En mars et avril de cette année, j’étais en affectation en RCA. Je travaillais alors avec nos équipes à renouveler notre action de plaidoyer en faveur de cette situation d’urgence, notamment notre travail médical dans des domaines tels que le VIH, le paludisme, l’hygiène sexuelle et la santé reproductive. Les lacunes qui existent posent un réel défi en ce qui a trait à l’accès, pour les personnes, à tous ces services, et ce, partout au pays. En discutant avec des collègues et des personnes au sein des communautés dans lesquelles nous travaillons, la multitude de défis que les gens s’emploient à surmonter est sans équivoque. Par exemple, le fait de vivre en zones rurales signifie souvent emprunter des routes périlleuses et dangereuses (non seulement en raison du mauvais état des routes, mais aussi de la présence de groupes armés) pour accéder à des services de soins de santé qui n’existent tout simplement pas dans plusieurs régions. Ces défis ne sont pas faciles à relever, car ils mettent en cause presque tous les aspects des éléments de base nécessaires à l’administration d’un système de santé fonctionnel. Par ailleurs, il faut du temps pour les établir et les consolider. Entre-temps, le soutien d’organisations humanitaires telles que MSF continue d’être nécessaire pour permettre un accès d’urgence à des soins essentiels.

Jason Nickerson en affectation en République centrafricaine. 2022.
Jason Nickerson en affectation en République centrafricaine. 2022.

Une importante pénurie de personnel de santé

Une pénurie de personnel de santé, par exemple, est régulièrement citée comme un obstacle majeur à l’amélioration de la qualité des soins en RCA. Le pays affiche un manque important de personnel qualifié. On ne compte que 0,1 médecin et 0,206 infirmier, infirmière et sage-femme pour 1 000 personnes. Cela représente environ 350 médecins et 995 infirmiers, infirmières et sages-femmes pour une population de 4,8 millions d’âmes. Par comparaison, le Canada enregistre 2,4 médecins et 11,8 infirmiers, infirmières et sages-femmes pour 1 000 personnes, et fait constamment face à des obstacles importants et croissants dans la prestation des services de santé en raison du manque de ressources humaines qualifiées. Vous commencez à saisir l’ampleur des défis? Qui plus est, les professionnel·le·s de la santé n’apparaissent pas du jour au lendemain; la formation d’un ou d’une médecin peut prendre sept ans et celle d’un infirmier ou d’une infirmière quatre ans.

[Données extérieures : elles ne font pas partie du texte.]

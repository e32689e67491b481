//! Connection contract consumed by the cluster dispatcher
//!
//! A [`NodeConnection`] is the client's handle to one node address. It is
//! shared by the topology cache, the dispatcher, and any dedicated
//! sessions that borrow a wire from it, so implementations must be safe
//! for concurrent submits. The factory performs no IO: connections dial
//! lazily on first use.

use std::sync::Arc;
use std::time::Duration;

use crate::command::Command;
use crate::config::ConnectionOptions;
use crate::utils::{RespValue, Result};

/// Shared handle to a per-node connection
pub type Conn = Arc<dyn NodeConnection>;

/// Creates a connection handle for an address; must not block
pub type ConnFactory = Arc<dyn Fn(&str, &ConnectionOptions) -> Conn + Send + Sync>;

/// An exclusive wire borrowed from a connection for a dedicated session
pub trait Wire: Send {
    /// Submit a single command and await its reply
    fn submit(&mut self, cmd: &Command) -> Result<RespValue>;

    /// Submit a pipeline and await all replies in order
    fn submit_multi(&mut self, cmds: &[&Command]) -> Result<Vec<RespValue>>;
}

/// Client-owned handle for a specific node address
pub trait NodeConnection: Send + Sync {
    /// The node address this connection serves
    fn addr(&self) -> &str;

    /// Establish the transport eagerly (bootstrap path)
    fn dial(&self) -> Result<()>;

    /// Submit a single command, await the reply
    fn submit(&self, cmd: &Command) -> Result<RespValue>;

    /// Submit a pipeline, await all replies in order
    fn submit_multi(&self, cmds: &[&Command]) -> Result<Vec<RespValue>>;

    /// Submit a cacheable read, honouring the reply cache with `ttl`
    fn submit_cached(&self, cmd: &Command, ttl: Duration) -> Result<RespValue>;

    /// Borrow an exclusive wire for a dedicated session
    fn acquire_wire(&self) -> Result<Box<dyn Wire>>;

    /// Return a borrowed wire; the connection may recycle or discard it
    fn return_wire(&self, wire: Box<dyn Wire>);

    /// Shut down; outstanding and future operations fail `ConnClosing`.
    /// Idempotent: later calls are no-ops.
    fn close(&self);
}
//! Connection layer

pub mod connection;
pub mod node_client;
pub mod raw_connection;

pub use connection::{Conn, ConnFactory, NodeConnection, Wire};
pub use node_client::{tcp_factory, TcpNodeClient};
pub use raw_connection::RawConnection;
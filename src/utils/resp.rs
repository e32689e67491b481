//! RESP (REdis Serialization Protocol) values, encoder and decoder
//!
//! Commands are encoded as arrays of bulk strings. The decoder works on
//! raw bytes: frame headers are scanned up to the line terminator and
//! their integers parsed with checked arithmetic, bulk payloads are read
//! together with their trailing terminator in one pass, and malformed
//! frames surface as [`ProtocolError`] while stream failures surface as
//! transport errors. [`RespValue`] carries the redirection classifiers
//! the cluster dispatcher needs (`MOVED`, `ASK`, `TRYAGAIN`, `NOSCRIPT`).

use std::io::{self, BufRead};

use super::error::{ClientError, ProtocolError, Result};

/// Upper bound the server places on a single bulk payload (512 MiB)
const MAX_BULK_LEN: i64 = 512 * 1024 * 1024;

/// Redirection classification of a server error reply
#[derive(Debug, Clone, PartialEq, Eq)]
pub enum Redirect {
    /// Slot ownership moved permanently; re-target and refresh
    Moved(String),
    /// Slot is migrating; re-attempt once at the target after ASKING
    Ask(String),
    /// Transient state on the same node; retry shortly
    TryAgain,
}

/// RESP value types
#[derive(Debug, Clone, PartialEq)]
pub enum RespValue {
    /// Simple string (+OK\r\n)
    SimpleString(String),
    /// Error (-ERR message\r\n)
    Error(String),
    /// Integer (:1000\r\n)
    Integer(i64),
    /// Bulk string ($6\r\nfoobar\r\n)
    BulkString(Vec<u8>),
    /// Null bulk string ($-1\r\n)
    Null,
    /// Array (*2\r\n...)
    Array(Vec<RespValue>),
}

impl RespValue {
    /// Check if this is an error response
    pub fn is_error(&self) -> bool {
        matches!(self, RespValue::Error(_))
    }

    /// Check if this is a nil reply
    pub fn is_nil(&self) -> bool {
        matches!(self, RespValue::Null)
    }

    /// Check if this is a MOVED error
    pub fn is_moved(&self) -> bool {
        matches!(self, RespValue::Error(e) if e.starts_with("MOVED"))
    }

    /// Check if this is an ASK error
    pub fn is_ask(&self) -> bool {
        matches!(self, RespValue::Error(e) if e.starts_with("ASK"))
    }

    /// Check if this is a TRYAGAIN error
    pub fn is_try_again(&self) -> bool {
        matches!(self, RespValue::Error(e) if e.starts_with("TRYAGAIN"))
    }

    /// Check if the server reported an unknown script digest
    pub fn is_no_script(&self) -> bool {
        matches!(self, RespValue::Error(e) if e.starts_with("NOSCRIPT"))
    }

    /// Classify a routing error reply
    ///
    /// Parses `MOVED <slot> <host>:<port>` and `ASK <slot> <host>:<port>`
    /// into the target address; `TRYAGAIN` carries no target.
    pub fn redirect(&self) -> Option<Redirect> {
        let msg = match self {
            RespValue::Error(e) => e,
            _ => return None,
        };
        if msg.starts_with("TRYAGAIN") {
            return Some(Redirect::TryAgain);
        }
        let mut parts = msg.split_whitespace();
        let kind = parts.next()?;
        if kind != "MOVED" && kind != "ASK" {
            return None;
        }
        let _slot: u16 = parts.next()?.parse().ok()?;
        let addr = parts.next()?;
        // host:port, where host may itself contain ':' for IPv6
        addr.rsplit_once(':')?.1.parse::<u16>().ok()?;
        match kind {
            "MOVED" => Some(Redirect::Moved(addr.to_string())),
            _ => Some(Redirect::Ask(addr.to_string())),
        }
    }

    /// Get the server error message for a non-routing error reply
    pub fn as_server_error(&self) -> Option<&str> {
        match self {
            RespValue::Error(e) if self.redirect().is_none() => Some(e),
            _ => None,
        }
    }

    /// Get as string (for simple string or bulk string)
    pub fn as_str(&self) -> Option<&str> {
        match self {
            RespValue::SimpleString(s) => Some(s),
            RespValue::BulkString(b) => std::str::from_utf8(b).ok(),
            _ => None,
        }
    }

    /// Get as bytes (for bulk string)
    pub fn as_bytes(&self) -> Option<&[u8]> {
        match self {
            RespValue::BulkString(b) => Some(b),
            _ => None,
        }
    }

    /// Get as integer
    pub fn as_i64(&self) -> Option<i64> {
        match self {
            RespValue::Integer(i) => Some(*i),
            _ => None,
        }
    }

    /// Get as array
    pub fn as_array(&self) -> Option<&[RespValue]> {
        match self {
            RespValue::Array(arr) => Some(arr),
            _ => None,
        }
    }

    /// Interpret a flat field-value array (HGETALL shape) as pairs
    ///
    /// Nil field values are skipped, matching "missing fields
    /// deserialise as absent".
    pub fn as_field_map(&self) -> Option<Vec<(String, String)>> {
        let arr = self.as_array()?;
        let mut out = Vec::with_capacity(arr.len() / 2);
        for pair in arr.chunks_exact(2) {
            let field = pair[0].as_str()?;
            if pair[1].is_nil() {
                continue;
            }
            let value = pair[1].as_str()?;
            out.push((field.to_string(), value.to_string()));
        }
        Some(out)
    }
}

/// Encodes commands as RESP arrays of bulk strings
pub struct RespEncoder {
    buf: Vec<u8>,
}

impl RespEncoder {
    pub fn with_capacity(capacity: usize) -> Self {
        Self {
            buf: Vec::with_capacity(capacity),
        }
    }

    /// Drop any encoded frames so the buffer can be reused
    pub fn clear(&mut self) {
        self.buf.clear();
    }

    pub fn as_bytes(&self) -> &[u8] {
        &self.buf
    }

    /// Append one command frame; every argument becomes a bulk string
    pub fn encode_command<A: AsRef<[u8]>>(&mut self, args: &[A]) {
        self.header(b'*', args.len() as i64);
        for arg in args {
            let arg = arg.as_ref();
            self.header(b'$', arg.len() as i64);
            self.buf.extend_from_slice(arg);
            self.terminator();
        }
    }

    fn header(&mut self, marker: u8, n: i64) {
        self.buf.push(marker);
        let mut digits = itoa::Buffer::new();
        self.buf.extend_from_slice(digits.format(n).as_bytes());
        self.terminator();
    }

    fn terminator(&mut self) {
        self.buf.extend_from_slice(b"\r\n");
    }
}

/// Streaming RESP decoder over a buffered reader
pub struct RespDecoder<R> {
    reader: R,
    /// Scratch space holding the current frame header, terminator
    /// stripped
    header: Vec<u8>,
}

impl<R: BufRead> RespDecoder<R> {
    pub fn new(reader: R) -> Self {
        Self {
            reader,
            header: Vec::with_capacity(64),
        }
    }

    /// Decode the next value from the stream
    pub fn decode(&mut self) -> Result<RespValue> {
        self.next_header()?;
        match self.header[0] {
            b'+' => Ok(RespValue::SimpleString(self.header_text()?)),
            b'-' => Ok(RespValue::Error(self.header_text()?)),
            b':' => Ok(RespValue::Integer(self.header_int()?)),
            b'$' => {
                let len = self.header_int()?;
                if len < 0 {
                    return Ok(RespValue::Null);
                }
                if len > MAX_BULK_LEN {
                    return Err(ProtocolError::InvalidLength(len).into());
                }
                self.bulk_payload(len as usize)
            }
            b'*' => {
                let count = self.header_int()?;
                if count < 0 {
                    return Ok(RespValue::Null);
                }
                let mut items = Vec::with_capacity(count as usize);
                for _ in 0..count {
                    items.push(self.decode()?);
                }
                Ok(RespValue::Array(items))
            }
            other => Err(ProtocolError::InvalidType(other).into()),
        }
    }

    /// Decode a fixed number of replies (pipeline responses)
    pub fn decode_pipeline(&mut self, count: usize) -> Result<Vec<RespValue>> {
        let mut replies = Vec::with_capacity(count);
        for _ in 0..count {
            replies.push(self.decode()?);
        }
        Ok(replies)
    }

    fn next_header(&mut self) -> Result<()> {
        self.header.clear();
        let read = self
            .reader
            .read_until(b'\n', &mut self.header)
            .map_err(ClientError::from)?;
        if read == 0 {
            return Err(io::Error::new(
                io::ErrorKind::UnexpectedEof,
                "server closed the stream mid-reply",
            )
            .into());
        }
        while matches!(self.header.last(), Some(b'\r') | Some(b'\n')) {
            self.header.pop();
        }
        if self.header.is_empty() {
            return Err(ProtocolError::Parse("empty frame header".into()).into());
        }
        Ok(())
    }

    fn header_text(&self) -> Result<String> {
        String::from_utf8(self.header[1..].to_vec())
            .map_err(|_| ProtocolError::Parse("frame header is not UTF-8".into()).into())
    }

    fn header_int(&self) -> Result<i64> {
        let digits = &self.header[1..];
        let (negative, digits) = match digits.first() {
            Some(b'-') => (true, &digits[1..]),
            _ => (false, digits),
        };
        if digits.is_empty() {
            return Err(ProtocolError::Parse("empty integer header".into()).into());
        }
        let mut n: i64 = 0;
        for &byte in digits {
            if !byte.is_ascii_digit() {
                return Err(ProtocolError::Parse("integer header has non-digit".into()).into());
            }
            n = n
                .checked_mul(10)
                .and_then(|n| n.checked_add(i64::from(byte - b'0')))
                .ok_or_else(|| ProtocolError::Parse("integer header out of range".into()))?;
        }
        Ok(if negative { -n } else { n })
    }

    /// Read `len` payload bytes plus the trailing terminator in one pass
    fn bulk_payload(&mut self, len: usize) -> Result<RespValue> {
        let mut data = vec![0u8; len + 2];
        self.reader.read_exact(&mut data).map_err(ClientError::from)?;
        if !data.ends_with(b"\r\n") {
            return Err(ProtocolError::Parse("bulk payload missing terminator".into()).into());
        }
        data.truncate(len);
        Ok(RespValue::BulkString(data))
    }
}
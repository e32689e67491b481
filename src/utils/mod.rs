//! Utility modules

pub mod error;
pub mod resp;

pub use error::{ClientError, ProtocolError, Result};
pub use resp::{Redirect, RespDecoder, RespEncoder, RespValue};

Malgré ces défis, des progrès ont été réalisés. Même si la RCA affiche des taux de couverture en matière de thérapies antirétrovirales les plus faibles au monde pour les personnes atteintes du VIH, cette couverture est passée de 28 % en 2015 à 58 % en 2020. Trop de personnes sont encore laissées pour compte, mais le taux de progression est impressionnant. Davantage d’efforts sont consentis pour réduire cet écart.

Il existe manifestement un décalage entre ce qui fait la une de l’actualité et ce qui a un impact important dans la vie des gens à travers la planète. Et à l’heure où l’attention du monde est tournée vers la pandémie de COVID-19, apparemment sans fin, et maintenant vers la guerre en Ukraine, les crises en République centrafricaine, au Soudan du Sud, dans les camps de Rohingyas au Bangladesh, et ailleurs dans le monde tombent dans l’oubli. Bien qu’on ne puisse raisonnablement pas s’attendre à ce que tout le monde suive chaque crise, je pense qu’on est en droit d’espérer davantage – davantage en termes de couverture médiatique sur les crises négligées, davantage d’aide humanitaire apportée en fonction des besoins et davantage d’attention accordée à la nécessité de répondre aux besoins urgents des communautés.